_Your instructions_. Among the records below, find the line that has "the notify-from watermark."; from there, give the lines again exactly, and stop after the line that has "a live connection.".

--

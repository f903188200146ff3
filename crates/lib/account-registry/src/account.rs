//! Account records and credential types.

use chrono::{DateTime, Utc};

/// Connection lifecycle state of an account.
#[derive(Debug, Clone, Copy, PartialEq, Eq, serde::Serialize, serde::Deserialize)]
#[serde(rename_all = "camelCase")]
pub enum AccountState {
    /// Record loaded, not yet connecting.
    Init,

    /// TCP/TLS and login in progress.
    Connecting,

    /// Initial mailbox discovery.
    Syncing,

    /// Steady-state IDLE/poll.
    Connected,

    /// Credentials rejected by the server.
    AuthenticationError,

    /// Transport failure.
    ConnectError,

    /// Credentials removed; terminal until the account is re-created.
    Unset,

    /// Gracefully closed.
    Disconnected,
}

impl AccountState {
    /// The camelCase wire name of this state.
    pub fn as_str(&self) -> &'static str {
        match self {
            Self::Init => "init",
            Self::Connecting => "connecting",
            Self::Syncing => "syncing",
            Self::Connected => "connected",
            Self::AuthenticationError => "authenticationError",
            Self::ConnectError => "connectError",
            Self::Unset => "unset",
            Self::Disconnected => "disconnected",
        }
    }
}

impl std::fmt::Display for AccountState {
    fn fmt(&self, f: &mut std::fmt::Formatter<'_>) -> std::fmt::Result {
        f.write_str(self.as_str())
    }
}

/// The last error recorded against an account.
#[derive(Debug, Clone, PartialEq, serde::Serialize, serde::Deserialize)]
#[serde(rename_all = "camelCase")]
pub struct LastError {
    /// Machine-readable error code.
    pub code: String,

    /// Human-readable description.
    pub message: String,

    /// When the error was recorded.
    pub timestamp: DateTime<Utc>,
}

/// Transport security of a mail server connection.
#[derive(Debug, Clone, Copy, PartialEq, Eq, serde::Serialize, serde::Deserialize)]
#[serde(rename_all = "camelCase")]
pub enum SecurityMode {
    /// Implicit TLS.
    Tls,

    /// Plaintext upgraded with STARTTLS.
    StartTls,

    /// No transport security.
    Plain,
}

/// IMAP server credentials.
#[derive(Debug, Clone, PartialEq, serde::Serialize, serde::Deserialize)]
#[serde(rename_all = "camelCase")]
pub struct ImapCredentials {
    /// Server hostname.
    pub host: String,

    /// Server port.
    pub port: u16,

    /// Transport security.
    pub security: SecurityMode,

    /// Login username.
    pub user: String,

    /// Login secret; sealed at rest, plaintext in memory.
    pub secret: String,
}

/// SMTP submission credentials.
#[derive(Debug, Clone, PartialEq, serde::Serialize, serde::Deserialize)]
#[serde(rename_all = "camelCase")]
pub struct SmtpCredentials {
    /// Server hostname.
    pub host: String,

    /// Server port.
    pub port: u16,

    /// Transport security.
    pub security: SecurityMode,

    /// Login username.
    pub user: String,

    /// Login secret; sealed at rest, plaintext in memory.
    pub secret: String,
}

/// OAuth2-backed credentials.
#[derive(Debug, Clone, PartialEq, serde::Serialize, serde::Deserialize)]
#[serde(rename_all = "camelCase")]
pub struct OAuth2Credentials {
    /// OAuth2 provider id.
    pub provider: String,

    /// Account user, typically the email address.
    pub user: String,

    /// Refresh token; sealed at rest.
    pub refresh_token: String,

    /// Cached access token; sealed at rest.
    #[serde(default, skip_serializing_if = "Option::is_none")]
    pub access_token: Option<String>,

    /// Cached access token expiry.
    #[serde(default, skip_serializing_if = "Option::is_none")]
    pub expires_at: Option<DateTime<Utc>>,
}

/// How an account authenticates.
#[derive(Debug, Clone, PartialEq)]
pub enum Credentials {
    /// Explicit IMAP and SMTP server credentials.
    ImapSmtp {
        /// IMAP side.
        imap: ImapCredentials,

        /// SMTP side.
        smtp: SmtpCredentials,
    },

    /// OAuth2 provider-backed credentials covering both directions.
    OAuth2(OAuth2Credentials),
}

/// Operator-facing account metadata.
#[derive(Debug, Clone, PartialEq, Default, serde::Serialize, serde::Deserialize)]
#[serde(rename_all = "camelCase", default)]
pub struct AccountMeta {
    /// Display name.
    pub name: String,

    /// Account email address.
    pub email: String,

    /// Watermark: `messageNew` events are not emitted for messages
    /// received before this instant.
    #[serde(skip_serializing_if = "Option::is_none")]
    pub notify_from: Option<DateTime<Utc>>,

    /// Whether submitted messages are copied to the sent mailbox.
    pub copy_on_send: bool,

    /// Whether per-account logging is enabled.
    pub logs: bool,
}

/// A full account record.
#[derive(Debug, Clone, PartialEq)]
pub struct Account {
    /// Account id.
    pub id: String,

    /// Credentials; `None` once tombstoned.
    pub credentials: Option<Credentials>,

    /// Connection lifecycle state.
    pub state: AccountState,

    /// Last recorded error.
    pub last_error: Option<LastError>,

    /// Metadata.
    pub meta: AccountMeta,

    /// Creation time.
    pub created: DateTime<Utc>,
}

/// Fields accepted when registering an account.
#[derive(Debug, Clone)]
pub struct NewAccount {
    /// Account id; opaque, at most 256 characters.
    pub id: String,

    /// Credentials.
    pub credentials: Credentials,

    /// Metadata.
    pub meta: AccountMeta,
}

/// A partial update to an account.
///
/// `None` fields are left untouched.
#[derive(Debug, Clone, Default)]
pub struct AccountPatch {
    /// Replace the display name.
    pub name: Option<String>,

    /// Replace the email address.
    pub email: Option<String>,

    /// Replace the notify-from watermark.
    pub notify_from: Option<Option<DateTime<Utc>>>,

    /// Replace the copy-on-send flag.
    pub copy_on_send: Option<bool>,

    /// Replace the per-account logging flag.
    pub logs: Option<bool>,

    /// Replace the credentials. Connection-affecting.
    pub credentials: Option<Credentials>,
}

impl AccountPatch {
    /// Whether applying this patch can affect a live connection.
    pub fn connection_affecting(&self) -> bool {
        self.credentials.is_some() || self.notify_from.is_some()
    }
}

--

_Exercise response_.
    /// Replace the notify-from watermark.
    pub notify_from: Option<Option<DateTime<Utc>>>,

    /// Replace the copy-on-send flag.
    pub copy_on_send: Option<bool>,

    /// Replace the per-account logging flag.
    pub logs: Option<bool>,

    /// Replace the credentials. Connection-affecting.
    pub credentials: Option<Credentials>,
}

impl AccountPatch {
    /// Whether applying this patch can affect a live connection.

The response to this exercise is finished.